Friday, December 16, 2011

Parle-G

The luscious temptations of the modern world have ravaged all the reservations of our adolescence. Through our reservations we sought a deeper connection before jumping into a superficial closeness. The trouble for us is that in the modern world, those like me who have tried to jump into material superficiality have at first fallen in love with it, but then have stopped believing in everything, even love, after having realized the fakeness of things that were superficial.

We grew up in lack of superficiality and still haven't got used to being around it. In my teens, we all knew what it was to be around beauty and we know what it meant to long for it. But the age of visual excesses that we soon were to witness destroyed that continuity. Suddenly it was just hotness and sex all over and there was nothing else to achieve or dream for. All emotions, love and longing started appearing as an attempt to escape the reality of natural selection.

Having found some pieces of Parle-G in the jaggery nimkins from my last trip to home, I just realized how much more we now spend to get the same pleasure that we had with much less. I also have some nan-khatai, cookies made with flour, sugar and hydrogenated fat. We had our problems in the old world, but we knew hot to cope with them. Suddenly, there seems nothing else except a game of power.

Our only option in the new world is to keep the balance between expenses and income and hope that everything would work out for us in the end. We don't believe that anything else is achievable. If we feel sick, there are medicines and doctors at your service, but there would be no one tell that you're fine. Having consciously got rid of little things in our lives, thinking that they were irrational, we have nothing to love and nothing to fear of losing when we're gone. With no purpose to live, we know we would die in ignominy.

You could of course, just love superficiality and be married to it, but would you love it? People of my kind are still unsure.

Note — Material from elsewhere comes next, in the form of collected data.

//! Procedural terrain.
//!
//! Elevation starts as multi-octave Perlin noise and is then shaped by line
//! features (mountain ranges and valleys), Gaussian lake basins and rivers
//! traced by steepest descent. Slope, aspect and drainage are derived from the
//! final elevation field. Elevation is clamped to the configured bounds after
//! every additive pass.

use eco_core::{Error, GridCoord, Result, TerrainConfig, WorldConfig};
use noise::{NoiseFn, Perlin};
use rand::{Rng, SeedableRng};
use rand_chacha::ChaCha8Rng;
use serde::{Deserialize, Serialize};
use tracing::debug;

/// Terrain attributes of one cell
#[derive(Debug, Clone, Copy, PartialEq, Serialize, Deserialize)]
pub struct TopologyCell {
    pub elevation: f64,
    /// [0,1]
    pub slope: f64,
    /// Downhill-facing direction in radians
    pub aspect: f64,
    /// Fraction of neighbours lower than this cell, [0,1]
    pub drainage: f64,
    /// Material removed by erosion so far
    pub erosion: f64,
    /// Material deposited so far
    pub sediment: f64,
    pub water_level: f64,
    /// [0,1]
    pub hardness: f64,
    pub soil_depth: f64,
}

impl Default for TopologyCell {
    fn default() -> Self {
        Self {
            elevation: 0.0,
            slope: 0.0,
            aspect: 0.0,
            drainage: 0.0,
            erosion: 0.0,
            sediment: 0.0,
            water_level: 0.0,
            hardness: 0.5,
            soil_depth: 0.5,
        }
    }
}

/// Grid of topology cells, same dimensions as the spatial grid
#[derive(Debug, Clone, PartialEq, Serialize, Deserialize)]
pub struct Topology {
    width: usize,
    height: usize,
    cells: Vec<TopologyCell>,
}

impl Topology {
    pub fn new(width: usize, height: usize) -> Self {
        Self {
            width,
            height,
            cells: vec![TopologyCell::default(); width * height],
        }
    }

    pub fn width(&self) -> usize {
        self.width
    }

    pub fn height(&self) -> usize {
        self.height
    }

    pub fn get(&self, coord: GridCoord) -> &TopologyCell {
        &self.cells[coord.y * self.width + coord.x]
    }

    pub fn get_mut(&mut self, coord: GridCoord) -> &mut TopologyCell {
        &mut self.cells[coord.y * self.width + coord.x]
    }

    pub fn cell_at(&self, x: usize, y: usize) -> Result<&TopologyCell> {
        if x >= self.width || y >= self.height {
            return Err(Error::OutOfBounds {
                x,
                y,
                width: self.width,
                height: self.height,
            });
        }
        Ok(&self.cells[y * self.width + x])
    }

    pub fn cells(&self) -> &[TopologyCell] {
        &self.cells
    }

    pub fn coords(&self) -> impl Iterator<Item = GridCoord> + '_ {
        (0..self.cells.len()).map(move |i| GridCoord::new(i % self.width, i / self.width))
    }

    pub fn in_bounds(&self, x: i64, y: i64) -> bool {
        x >= 0 && y >= 0 && (x as usize) < self.width && (y as usize) < self.height
    }

    /// Below sea level or holding standing water
    pub fn is_water(&self, coord: GridCoord, sea_level: f64) -> bool {
        let cell = self.get(coord);
        cell.elevation <= sea_level || cell.water_level > 0.0
    }

    /// Lowest of the 8-connected neighbours
    pub fn lowest_neighbor(&self, coord: GridCoord) -> Option<(GridCoord, f64)> {
        let mut lowest: Option<(GridCoord, f64)> = None;
        for dy in -1..=1 {
            for dx in -1..=1 {
                if dx == 0 && dy == 0 {
                    continue;
                }
                let Some(next) = coord.checked_offset(dx, dy, self.width, self.height) else {
                    continue;
                };
                let elevation = self.get(next).elevation;
                if lowest.map_or(true, |(_, e)| elevation < e) {
                    lowest = Some((next, elevation));
                }
            }
        }
        lowest
    }

    pub fn clamp_elevation(&mut self, bounds: (f64, f64)) {
        for cell in &mut self.cells {
            cell.elevation = if cell.elevation.is_finite() {
                cell.elevation.clamp(bounds.0, bounds.1)
            } else {
                0.0
            };
        }
    }

    pub fn elevation_range(&self) -> (f64, f64) {
        self.cells.iter().fold((f64::INFINITY, f64::NEG_INFINITY), |(lo, hi), c| {
            (lo.min(c.elevation), hi.max(c.elevation))
        })
    }
}

/// Straight ridge or trough, in cell units
#[derive(Debug, Clone, Copy, PartialEq)]
pub struct LineFeature {
    pub start: (f64, f64),
    pub end: (f64, f64),
    /// Peak elevation change; negative for valleys
    pub height: f64,
    /// Gaussian width
    pub width: f64,
}

impl LineFeature {
    /// Perpendicular distance to the segment, clamped to its endpoints
    pub fn distance_to(&self, point: (f64, f64)) -> f64 {
        let dx = self.end.0 - self.start.0;
        let dy = self.end.1 - self.start.1;
        let len2 = dx * dx + dy * dy;
        let t = if len2 > 0.0 {
            (((point.0 - self.start.0) * dx + (point.1 - self.start.1) * dy) / len2).clamp(0.0, 1.0)
        } else {
            0.0
        };
        let px = self.start.0 + t * dx;
        let py = self.start.1 + t * dy;
        ((point.0 - px).powi(2) + (point.1 - py).powi(2)).sqrt()
    }

    /// `height * exp(-d^2 / (2 width^2))`
    pub fn influence(&self, point: (f64, f64)) -> f64 {
        let d = self.distance_to(point);
        self.height * (-(d * d) / (2.0 * self.width * self.width)).exp()
    }
}

/// Path of a river from source to mouth
#[derive(Debug, Clone, PartialEq)]
pub struct River {
    pub path: Vec<GridCoord>,
}

/// Summary of a full generation pass
#[derive(Debug, Clone, Default)]
pub struct TerrainSummary {
    pub mountain_ranges: usize,
    pub valleys: usize,
    pub lakes: usize,
    pub rivers: usize,
    pub discarded_rivers: usize,
}

pub struct TerrainGenerator {
    config: TerrainConfig,
    world: WorldConfig,
    elevation_noise: Perlin,
    hardness_noise: Perlin,
    offset: (f64, f64),
}
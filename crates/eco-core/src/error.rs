//! Error types for the world engine.

use thiserror::Error;

pub type Result<T> = std::result::Result<T, Error>;

#[derive(Error, Debug)]
pub enum Error {
    #[error("Invalid configuration: {0}")]
    InvalidConfig(String),

    #[error("Cell ({x}, {y}) is outside the {width}x{height} grid")]
    OutOfBounds {
        x: usize,
        y: usize,
        width: usize,
        height: usize,
    },

    #[error("Not found: {0}")]
    NotFound(String),

    #[error("Serialization error: {0}")]
    Serialization(String),

    #[error("Worker pool error: {0}")]
    ThreadPool(String),

    #[error("Other error: {0}")]
    Other(String),
}

impl From<serde_json::Error> for Error {
    fn from(err: serde_json::Error) -> Self {
        Error::Serialization(err.to_string())
    }
}
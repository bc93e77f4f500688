//! Core types, configuration and statistics for the Eco-Tick world engine.

pub mod types;
pub mod config;
pub mod error;
pub mod stats;

pub use error::{Error, Result};
pub use types::*;
pub use config::*;
pub use stats::*;
/// Soil fertility and moisture from depth, drainage and standing water
fn assign_soil(topology: &Topology, grid: &mut SpatialGrid) -> Result<()> {
    for coord in topology.coords() {
        let cell = topology.get(coord);
        let moisture = (cell.water_level * 5.0 + (1.0 - cell.drainage) * 0.5).clamp(0.0, 1.0);
        let fertility = (cell.soil_depth * 0.7 + moisture * 0.3).clamp(0.0, 1.0);
        grid.cell_at_mut(coord.x, coord.y)?.soil = SoilAttributes { fertility, moisture };
    }
    Ok(())
}

fn geological_notification(event: &GeologicalEvent, grid: &SpatialGrid, tick: u64) -> Notification {
    Notification::GeologicalEvent {
        tick,
        event_type: event.kind,
        position: grid.cell_center(event.center),
        details: GeologicalDetails {
            radius: event.radius,
            intensity: event.intensity,
            duration: event.duration,
        },
    }
}

#[cfg(test)]
mod tests {
    use super::*;
    use crate::environment::ConstantWind;
    use eco_core::WorldConfig;

    fn small_config(seed: u64) -> SimulationConfig {
        let mut config = SimulationConfig {
            seed,
            num_ticks: 30,
            initial_entities: 30,
            initial_plants: 40,
            world: WorldConfig {
                grid_width: 24,
                grid_height: 24,
                world_width: 240.0,
                world_height: 240.0,
            },
            ..Default::default()
        };
        config.metrics_interval = 10;
        config
    }

    #[test]
    fn test_simulation_creation() {
        let sim = Simulation::new(small_config(1)).unwrap();
        assert_eq!(sim.entities().len(), 30);
        assert_eq!(sim.plants().len(), 40);
        assert_eq!(sim.tick(), 0);

        let grid = sim.grid_snapshot();
        let placed: usize = grid.iter().map(|(_, cell)| cell.entities.len()).sum();
        assert_eq!(placed, 30);
    }

    #[test]
    fn test_invalid_config_rejected() {
        let mut config = small_config(1);
        config.world.grid_width = 0;
        assert!(matches!(Simulation::new(config), Err(Error::InvalidConfig(_))));
    }

    #[test]
    fn test_step_advances_tick() {
        let mut sim = Simulation::new(small_config(2)).unwrap();
        let report = sim.step().unwrap();
        assert_eq!(report.tick, 0);
        assert_eq!(sim.tick(), 1);
        assert!(!report.parallel);
    }

    #[test]
    fn test_run_collects_results() {
        let mut sim = Simulation::new(small_config(3)).unwrap();
        let result = sim.run().unwrap();
        assert_eq!(result.ticks_run, 30);
        assert_eq!(result.accumulated.samples, 30);
        assert_eq!(result.biome_counts.values().sum::<usize>(), 24 * 24);
    }

    #[test]
    fn test_spawned_event_is_reported_next_tick() {
        let mut config = small_config(4);
        config.events.spawn_chance = 0.0;
        let mut sim = Simulation::new(config)
            .unwrap()
            .with_wind(Box::new(ConstantWind::new(0.0, 0.0)));
        let id = sim
            .spawn_event(EnvironmentalEventType::Flood, Position::new(120.0, 120.0))
            .unwrap();
        let report = sim.step().unwrap();

        assert!(report.notifications.iter().any(|n| matches!(
            n,
            Notification::EventStart { event_id, .. } if *event_id == id
        )));
        assert_eq!(sim.notification_counts().event_start, 1);
    }

    #[test]
    fn test_geological_trigger_out_of_grid() {
        let mut sim = Simulation::new(small_config(5)).unwrap();
        let result = sim.trigger_geological_event(
            GeologicalEventType::Rift,
            GridCoord::new(100, 0),
            3.0,
            0.5,
            5,
        );
        assert!(matches!(result, Err(Error::OutOfBounds { .. })));
    }

    #[test]
    fn test_non_finite_spawn_rejected() {
        let mut sim = Simulation::new(small_config(6)).unwrap();
        assert!(sim.spawn_entity(Position::new(f64::NAN, 1.0)).is_err());
        assert!(sim.spawn_plant(Position::new(1.0, f64::INFINITY)).is_err());
    }

    #[test]
    fn test_non_finite_event_rejected() {
        let mut config = small_config(6);
        config.events.spawn_chance = 0.0;
        config.geology.spawn_chance = 0.0;
        let mut sim = Simulation::new(config).unwrap();
        let living = sim.entities().len();

        let result = sim.spawn_event(EnvironmentalEventType::Storm, Position::new(f64::NAN, 10.0));
        assert!(matches!(result, Err(Error::InvalidConfig(_))));
        assert!(sim.active_events().is_empty());

        let report = sim.step().unwrap();
        assert!(!report
            .notifications
            .iter()
            .any(|n| matches!(n, Notification::EventStart { .. })));
        assert_eq!(sim.entities().len(), living);
        assert!(sim.entities().iter().all(|e| e.energy.is_finite()));
    }

    #[test]
    fn test_soil_assigned() {
        let sim = Simulation::new(small_config(7)).unwrap();
        let grid = sim.grid_snapshot();
        assert!(grid
            .iter()
            .all(|(_, cell)| (0.0..=1.0).contains(&cell.soil.fertility)));
    }
}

Thursday, September 29, 2011

internet banking in India

I spent last 3 hours trying to buy a ticket from an Indian website. I had opened an account in India to avoid carrying cash/amex-checks with me while I am there, but I can't use the bank account for anything. Every time I try using the internet banking the password doesn't work. If I ask them for the password, they send me my password through mail (apparently that is much safe than resetting the password). I can't use the card for buying anything either because all merchants require me to login with password (another ridiculous lack of responsibility). I guess the only relief is banking exists in India and if you know the right people and are lucky enough things would work out for you. On paper, India has everything - democracy, freedom and capitalism but in practice, good luck if any of that works out for you.

Monday, September 05, 2011

personality type

1.

1. Extrovert/Introvert
2. Sensitive/INtuitive
3. Thinking/Feeling
4. Judging/Perceiving


I should be an INTP but I somewhat lean towards ISTP as well. I think intuitively and then try to approach with rational/details. I am not a complete INTP and cannot live in my own workd. I rely on popular opinion but only to see how applicable my approaches are (makes sense to me, if I am an ISTP).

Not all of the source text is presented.